Nobody Deserves To Die Alone (Close the Door VI) - Short Story

Short Story Apr 23, 2021
Future Me Notes: This is probably the shittiest story I've ever written, both in terms of characters and in terms of writing quality. It's partially introspective, but mostly commentary about people I know (or thought I did, anyway). I'm only posting it because the story I was working on for today's post isn't finished yet. Maybe next time!

The room is filled with the scent of fear.
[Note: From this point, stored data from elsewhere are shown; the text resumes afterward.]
//! Prompt and user-facing copy.
//!
//! Every string the service or the user sees lives here so that changing the
//! restoration instruction (or a message the tests assert on) means editing
//! exactly one place. Callers can override the prompt via
//! [`crate::config::RestoreConfig::prompt`].

/// Instruction sent alongside the uploaded photo.
///
/// Asks for damage removal and detail/colour enhancement while forbidding any
/// change to the scene content.
pub const RESTORATION_PROMPT: &str = "Restore this old, damaged, vintage photo. \
Remove all scratches, tears, folds, and discoloration. Enhance the details, improve \
sharpness, and correct the colors to create a clean, clear, high-definition version of \
the original image. Do not add or remove any elements from the original scene. The \
output should be a photorealistic restoration.";

/// Shown when the service completed but produced no image.
pub const NO_IMAGE_MESSAGE: &str = "The AI model did not return an image. Please try again.";

/// Shown when a file read fails without a more specific message.
pub const READ_FAILED_MESSAGE: &str = "Failed to read image file.";

/// Shown while a restoration request is in flight.
pub const RESTORING_MESSAGE: &str = "Restoring your photo, please wait...";

/// Secondary line under [`RESTORING_MESSAGE`].
pub const RESTORING_HINT: &str = "This may take a moment as the AI enhances every detail.";

/// Application title.
pub const TITLE: &str = "Vintage Photo Restorer";

/// Tagline under the title.
pub const TAGLINE: &str = "Breathe new life into your old memories. Our AI meticulously \
removes damages and enhances details to restore your photos to HD quality.";

/// Upload guidance. Only enforced when [`crate::config::UploadLimits::Enforced`] is set.
pub const UPLOAD_GUIDANCE: &str = "PNG, JPG, GIF up to 10MB";

/// Footer line.
pub const FOOTER: &str = "Powered by Gemini AI. Images are not stored.";

#[cfg(test)]
mod tests {
    use super::*;

    #[test]
    fn prompt_forbids_scene_changes() {
        assert!(RESTORATION_PROMPT.contains("Do not add or remove any elements"));
        assert!(RESTORATION_PROMPT.contains("photorealistic"));
    }
}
One part tears, two parts perspiration.

I crinkle my nose at the panicked woman huddling in the corner. "Please don't hurt me," she whimpers. The whites of her eyes are completely red now, sharpening their blue color. Her slightly too long nose drips snot. Altogether she paints a pretty pitiful picture. I don't tell her that it isn't up to me whether she lives or dies. The only one who can make that decision is Special Agent Anna Lee Gerrard. She is the only one who can stop this. Stop me. I bang the palm of my hand in to my head repeatedly. Why isn't she here already? I gave her so many clues. Does she not care about the woman I've stolen? Does she not care about the family I've left behind in pieces? Literally pieces. Scattered in bursts of beautiful red across their cozy little house. The child, of course, was the first clue. I let him live. Had they found him yet, stuffed in the hallway closet, all wrapped up like an early Christmas present? And the way I'd decorated the living room with the father's blood... Truly a masterpiece.
I had taken the mother because I didn't want to hurt her - I never want to hurt them, but I have to. I have to because she doesn't come for them. She doesn't come for me. Each time I take one of them, each time I kill, I wait for my Anna to find me. But she fails me - and them - every time. "Please," the woman pleads again, "Just let me go. Let me go to my baby." I don't want to feel the way I do when they beg. I want no part of the surge of satisfaction I get when they cry.
Anna, where are you?
"Please, just let me go. I won’t tell anyone who you are, I won’t say anything, just let me go to my son!" My brain hammers against my skull and blood pulses at my temple. My hand twitches for the knife in my pocket, and she shuts her mouth when she sees the action. I see that she's chewed her lips to the point of bleeding, and I have the almost overwhelming urge to fix her a glass of warm milk and comfort her. Only the combating urge to watch the blood run down her pretty white skin keeps me from going near her. The mobile phone on the bedside table rings sharply, and I smile when I see the contact on the screen. A photo of my Anna Lee blazes across the screen. I had taken that one at a press conference she'd held after my third family. She looked lovely and put together and confident. I've watched every one of her press conferences since then. I love to watch the hope leave those clear brown eyes, even as i pray that this will be the last one. Catch me, Annie, I pray. Save me. I step into the small hotel bathroom and answer the call. "Annie." The sound of her voice when she answers sends a shiver of calm through my body. "Yes," she says carefully. "That's my name. Do you feel like telling me yours? Because there are a whole lot of people who are just dying to know." I feel her wince through the phone at her choice of phrasing and laugh quietly.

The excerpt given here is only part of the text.